[Dataset entries]
-- Opening Marker --
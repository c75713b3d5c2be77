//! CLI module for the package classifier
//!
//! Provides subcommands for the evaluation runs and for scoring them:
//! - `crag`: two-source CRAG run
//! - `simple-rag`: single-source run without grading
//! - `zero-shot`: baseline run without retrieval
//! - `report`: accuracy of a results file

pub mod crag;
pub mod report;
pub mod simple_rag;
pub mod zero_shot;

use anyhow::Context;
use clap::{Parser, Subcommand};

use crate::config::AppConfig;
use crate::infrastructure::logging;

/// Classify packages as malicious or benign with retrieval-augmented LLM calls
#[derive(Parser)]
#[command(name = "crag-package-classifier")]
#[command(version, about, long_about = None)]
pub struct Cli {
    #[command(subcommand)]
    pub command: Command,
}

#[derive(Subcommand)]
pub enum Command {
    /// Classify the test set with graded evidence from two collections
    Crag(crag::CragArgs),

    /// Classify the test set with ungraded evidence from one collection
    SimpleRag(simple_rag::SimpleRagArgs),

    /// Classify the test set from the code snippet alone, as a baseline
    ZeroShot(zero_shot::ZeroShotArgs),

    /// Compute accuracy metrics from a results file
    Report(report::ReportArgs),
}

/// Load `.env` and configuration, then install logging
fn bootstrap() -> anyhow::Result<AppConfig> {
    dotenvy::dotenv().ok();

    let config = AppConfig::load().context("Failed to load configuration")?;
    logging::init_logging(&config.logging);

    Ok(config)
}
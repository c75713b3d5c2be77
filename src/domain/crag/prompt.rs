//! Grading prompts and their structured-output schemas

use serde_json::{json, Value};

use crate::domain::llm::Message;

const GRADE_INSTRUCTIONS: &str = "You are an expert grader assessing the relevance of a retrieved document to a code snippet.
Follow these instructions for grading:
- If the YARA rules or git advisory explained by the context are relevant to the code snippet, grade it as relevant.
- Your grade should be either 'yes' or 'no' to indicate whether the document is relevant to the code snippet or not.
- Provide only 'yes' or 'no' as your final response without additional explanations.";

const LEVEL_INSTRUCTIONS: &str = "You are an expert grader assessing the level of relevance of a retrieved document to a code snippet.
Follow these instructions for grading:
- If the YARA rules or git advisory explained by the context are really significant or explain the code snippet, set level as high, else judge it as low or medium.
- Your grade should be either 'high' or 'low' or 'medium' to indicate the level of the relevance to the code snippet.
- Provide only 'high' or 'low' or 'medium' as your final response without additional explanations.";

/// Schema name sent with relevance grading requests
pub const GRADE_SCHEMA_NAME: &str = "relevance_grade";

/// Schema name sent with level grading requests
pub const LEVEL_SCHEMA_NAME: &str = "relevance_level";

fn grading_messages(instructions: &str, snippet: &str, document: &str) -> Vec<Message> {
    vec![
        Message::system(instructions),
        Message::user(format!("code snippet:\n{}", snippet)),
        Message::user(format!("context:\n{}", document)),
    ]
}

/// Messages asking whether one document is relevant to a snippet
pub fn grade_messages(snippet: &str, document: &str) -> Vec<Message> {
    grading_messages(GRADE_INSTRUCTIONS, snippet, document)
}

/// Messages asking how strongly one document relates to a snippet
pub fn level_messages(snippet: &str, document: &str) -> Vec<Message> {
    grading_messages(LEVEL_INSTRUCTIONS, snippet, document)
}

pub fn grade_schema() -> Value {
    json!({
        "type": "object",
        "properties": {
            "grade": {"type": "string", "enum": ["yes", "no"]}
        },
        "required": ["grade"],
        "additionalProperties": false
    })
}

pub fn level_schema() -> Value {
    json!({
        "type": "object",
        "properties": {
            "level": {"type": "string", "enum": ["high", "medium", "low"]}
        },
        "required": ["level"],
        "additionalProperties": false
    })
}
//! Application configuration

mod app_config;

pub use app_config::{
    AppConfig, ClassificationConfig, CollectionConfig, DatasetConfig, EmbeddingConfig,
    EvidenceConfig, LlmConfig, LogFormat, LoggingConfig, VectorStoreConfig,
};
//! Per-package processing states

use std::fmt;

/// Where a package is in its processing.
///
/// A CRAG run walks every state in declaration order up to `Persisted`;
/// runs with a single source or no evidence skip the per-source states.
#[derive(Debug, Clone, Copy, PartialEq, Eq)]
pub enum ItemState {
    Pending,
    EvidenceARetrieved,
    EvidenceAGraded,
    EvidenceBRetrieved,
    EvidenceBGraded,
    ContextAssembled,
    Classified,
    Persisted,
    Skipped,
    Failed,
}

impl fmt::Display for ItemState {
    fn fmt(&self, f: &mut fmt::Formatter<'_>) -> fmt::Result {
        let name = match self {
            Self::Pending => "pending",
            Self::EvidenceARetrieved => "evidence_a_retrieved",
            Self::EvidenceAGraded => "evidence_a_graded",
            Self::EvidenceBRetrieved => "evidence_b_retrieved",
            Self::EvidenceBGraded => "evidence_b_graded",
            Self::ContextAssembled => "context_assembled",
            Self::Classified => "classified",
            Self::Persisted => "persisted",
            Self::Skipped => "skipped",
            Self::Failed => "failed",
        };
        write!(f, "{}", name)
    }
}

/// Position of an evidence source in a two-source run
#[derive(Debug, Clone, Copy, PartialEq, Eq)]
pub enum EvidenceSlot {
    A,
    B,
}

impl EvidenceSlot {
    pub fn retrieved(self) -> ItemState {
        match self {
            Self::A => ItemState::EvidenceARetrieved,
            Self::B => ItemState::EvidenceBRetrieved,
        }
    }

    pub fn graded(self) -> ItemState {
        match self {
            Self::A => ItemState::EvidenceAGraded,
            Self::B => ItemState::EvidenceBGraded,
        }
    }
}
-- Closing Marker --
-- Opening Marker --
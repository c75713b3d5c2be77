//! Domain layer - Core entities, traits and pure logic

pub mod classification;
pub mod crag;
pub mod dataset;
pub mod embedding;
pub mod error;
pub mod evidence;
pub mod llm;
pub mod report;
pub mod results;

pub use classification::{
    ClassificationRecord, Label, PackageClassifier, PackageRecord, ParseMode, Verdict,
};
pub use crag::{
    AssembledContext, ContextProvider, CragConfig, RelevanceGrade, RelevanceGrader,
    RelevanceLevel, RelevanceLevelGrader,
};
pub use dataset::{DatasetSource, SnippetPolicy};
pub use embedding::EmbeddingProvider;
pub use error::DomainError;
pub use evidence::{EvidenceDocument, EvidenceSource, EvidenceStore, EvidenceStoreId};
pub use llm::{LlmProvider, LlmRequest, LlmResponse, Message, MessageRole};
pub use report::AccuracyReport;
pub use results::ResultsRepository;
-- Closing Marker --
-- Opening Marker --
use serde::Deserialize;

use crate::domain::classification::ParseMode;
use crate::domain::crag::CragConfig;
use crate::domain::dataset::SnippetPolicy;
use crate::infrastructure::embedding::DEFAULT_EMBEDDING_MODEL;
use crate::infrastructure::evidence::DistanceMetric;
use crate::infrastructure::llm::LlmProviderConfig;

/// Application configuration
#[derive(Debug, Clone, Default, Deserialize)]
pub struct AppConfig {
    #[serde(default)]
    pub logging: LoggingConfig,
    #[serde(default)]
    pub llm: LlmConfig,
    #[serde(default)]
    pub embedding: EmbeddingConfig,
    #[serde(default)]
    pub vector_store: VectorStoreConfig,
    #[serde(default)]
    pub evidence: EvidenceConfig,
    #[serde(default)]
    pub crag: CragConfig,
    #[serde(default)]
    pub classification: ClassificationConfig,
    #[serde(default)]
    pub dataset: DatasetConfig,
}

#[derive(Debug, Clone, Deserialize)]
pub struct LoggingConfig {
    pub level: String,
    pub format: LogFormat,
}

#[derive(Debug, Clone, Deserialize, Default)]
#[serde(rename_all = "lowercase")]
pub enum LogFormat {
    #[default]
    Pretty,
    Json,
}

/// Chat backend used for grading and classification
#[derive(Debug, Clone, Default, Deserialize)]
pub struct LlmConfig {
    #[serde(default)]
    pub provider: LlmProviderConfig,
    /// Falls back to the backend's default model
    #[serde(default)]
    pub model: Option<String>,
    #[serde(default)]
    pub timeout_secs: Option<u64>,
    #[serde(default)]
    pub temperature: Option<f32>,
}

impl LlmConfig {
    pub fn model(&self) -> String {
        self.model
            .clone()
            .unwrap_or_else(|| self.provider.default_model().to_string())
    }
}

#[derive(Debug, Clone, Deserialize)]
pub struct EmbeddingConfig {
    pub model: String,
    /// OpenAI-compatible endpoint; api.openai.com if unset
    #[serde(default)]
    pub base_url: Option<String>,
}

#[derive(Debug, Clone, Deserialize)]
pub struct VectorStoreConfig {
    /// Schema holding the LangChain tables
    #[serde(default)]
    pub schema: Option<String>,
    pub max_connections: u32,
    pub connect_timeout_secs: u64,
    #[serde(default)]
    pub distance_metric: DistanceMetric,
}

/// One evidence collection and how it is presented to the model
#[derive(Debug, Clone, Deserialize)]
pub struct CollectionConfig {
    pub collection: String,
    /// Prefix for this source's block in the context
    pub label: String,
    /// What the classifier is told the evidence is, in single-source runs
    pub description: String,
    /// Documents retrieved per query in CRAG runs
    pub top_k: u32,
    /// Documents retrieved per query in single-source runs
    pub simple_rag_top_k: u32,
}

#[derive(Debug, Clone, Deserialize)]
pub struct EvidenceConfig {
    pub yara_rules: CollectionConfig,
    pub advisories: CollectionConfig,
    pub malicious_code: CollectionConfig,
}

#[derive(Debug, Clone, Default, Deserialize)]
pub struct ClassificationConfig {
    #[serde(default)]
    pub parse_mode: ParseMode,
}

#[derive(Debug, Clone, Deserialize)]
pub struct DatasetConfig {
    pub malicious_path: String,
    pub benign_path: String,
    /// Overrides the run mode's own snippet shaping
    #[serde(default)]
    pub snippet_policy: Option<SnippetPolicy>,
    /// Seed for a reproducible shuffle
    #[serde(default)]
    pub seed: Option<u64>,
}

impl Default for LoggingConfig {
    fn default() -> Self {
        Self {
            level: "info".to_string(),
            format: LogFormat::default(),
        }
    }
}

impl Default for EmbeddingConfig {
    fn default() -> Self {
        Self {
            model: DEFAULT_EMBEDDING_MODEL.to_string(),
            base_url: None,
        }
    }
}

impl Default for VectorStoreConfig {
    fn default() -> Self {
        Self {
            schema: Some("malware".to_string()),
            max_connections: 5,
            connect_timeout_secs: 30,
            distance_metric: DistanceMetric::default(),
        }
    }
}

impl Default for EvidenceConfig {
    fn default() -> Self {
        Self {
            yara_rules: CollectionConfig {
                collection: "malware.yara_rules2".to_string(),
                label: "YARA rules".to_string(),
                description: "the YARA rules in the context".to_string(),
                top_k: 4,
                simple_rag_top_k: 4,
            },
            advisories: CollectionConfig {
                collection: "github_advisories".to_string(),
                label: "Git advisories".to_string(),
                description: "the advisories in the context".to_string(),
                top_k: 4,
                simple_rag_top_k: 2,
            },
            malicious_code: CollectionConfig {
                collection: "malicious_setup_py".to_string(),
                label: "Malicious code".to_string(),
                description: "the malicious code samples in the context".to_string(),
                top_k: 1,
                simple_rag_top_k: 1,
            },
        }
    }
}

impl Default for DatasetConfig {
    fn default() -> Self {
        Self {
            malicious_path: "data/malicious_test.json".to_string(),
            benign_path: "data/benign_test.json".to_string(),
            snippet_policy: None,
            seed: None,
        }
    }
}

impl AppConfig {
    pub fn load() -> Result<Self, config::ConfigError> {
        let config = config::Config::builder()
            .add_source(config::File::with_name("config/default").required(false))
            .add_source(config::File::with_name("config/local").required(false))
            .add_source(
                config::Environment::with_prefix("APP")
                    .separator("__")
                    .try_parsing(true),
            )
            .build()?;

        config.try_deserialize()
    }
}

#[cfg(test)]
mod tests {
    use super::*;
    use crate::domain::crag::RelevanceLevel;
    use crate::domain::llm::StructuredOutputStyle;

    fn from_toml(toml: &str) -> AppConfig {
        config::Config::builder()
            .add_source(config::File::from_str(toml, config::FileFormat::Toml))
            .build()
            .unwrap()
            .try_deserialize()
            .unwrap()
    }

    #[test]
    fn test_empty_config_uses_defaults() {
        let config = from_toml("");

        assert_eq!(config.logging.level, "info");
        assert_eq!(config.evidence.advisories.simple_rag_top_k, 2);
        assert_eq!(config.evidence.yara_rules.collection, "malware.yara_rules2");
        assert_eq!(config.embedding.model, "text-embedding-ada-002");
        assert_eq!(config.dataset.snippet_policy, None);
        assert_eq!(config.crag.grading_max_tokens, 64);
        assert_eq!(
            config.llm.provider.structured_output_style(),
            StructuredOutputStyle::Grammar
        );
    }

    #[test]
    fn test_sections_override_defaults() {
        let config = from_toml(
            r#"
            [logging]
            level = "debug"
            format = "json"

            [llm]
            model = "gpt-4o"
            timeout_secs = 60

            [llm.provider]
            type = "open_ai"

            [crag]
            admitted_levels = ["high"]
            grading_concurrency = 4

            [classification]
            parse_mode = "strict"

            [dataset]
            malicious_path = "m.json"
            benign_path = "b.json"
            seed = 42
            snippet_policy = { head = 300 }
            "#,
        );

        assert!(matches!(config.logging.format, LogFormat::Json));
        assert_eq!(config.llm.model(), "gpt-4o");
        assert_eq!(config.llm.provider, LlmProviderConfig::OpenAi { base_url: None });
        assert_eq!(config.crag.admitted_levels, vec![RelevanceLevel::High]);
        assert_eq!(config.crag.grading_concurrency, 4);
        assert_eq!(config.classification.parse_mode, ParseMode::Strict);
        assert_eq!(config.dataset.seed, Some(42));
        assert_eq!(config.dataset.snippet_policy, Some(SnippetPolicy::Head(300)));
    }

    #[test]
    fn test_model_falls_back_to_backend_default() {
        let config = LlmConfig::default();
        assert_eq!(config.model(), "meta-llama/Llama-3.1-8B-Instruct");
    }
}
-- Closing Marker --
Please give again the lines above between the line holding "run without retrieval" and the line holding "use crate::infrastructure::logging;", inclusive, exactly as they are and with nothing added.

//! - `zero-shot`: baseline run without retrieval
//! - `report`: accuracy of a results file

pub mod crag;
pub mod report;
pub mod simple_rag;
pub mod zero_shot;

use anyhow::Context;
use clap::{Parser, Subcommand};

use crate::config::AppConfig;
use crate::infrastructure::logging;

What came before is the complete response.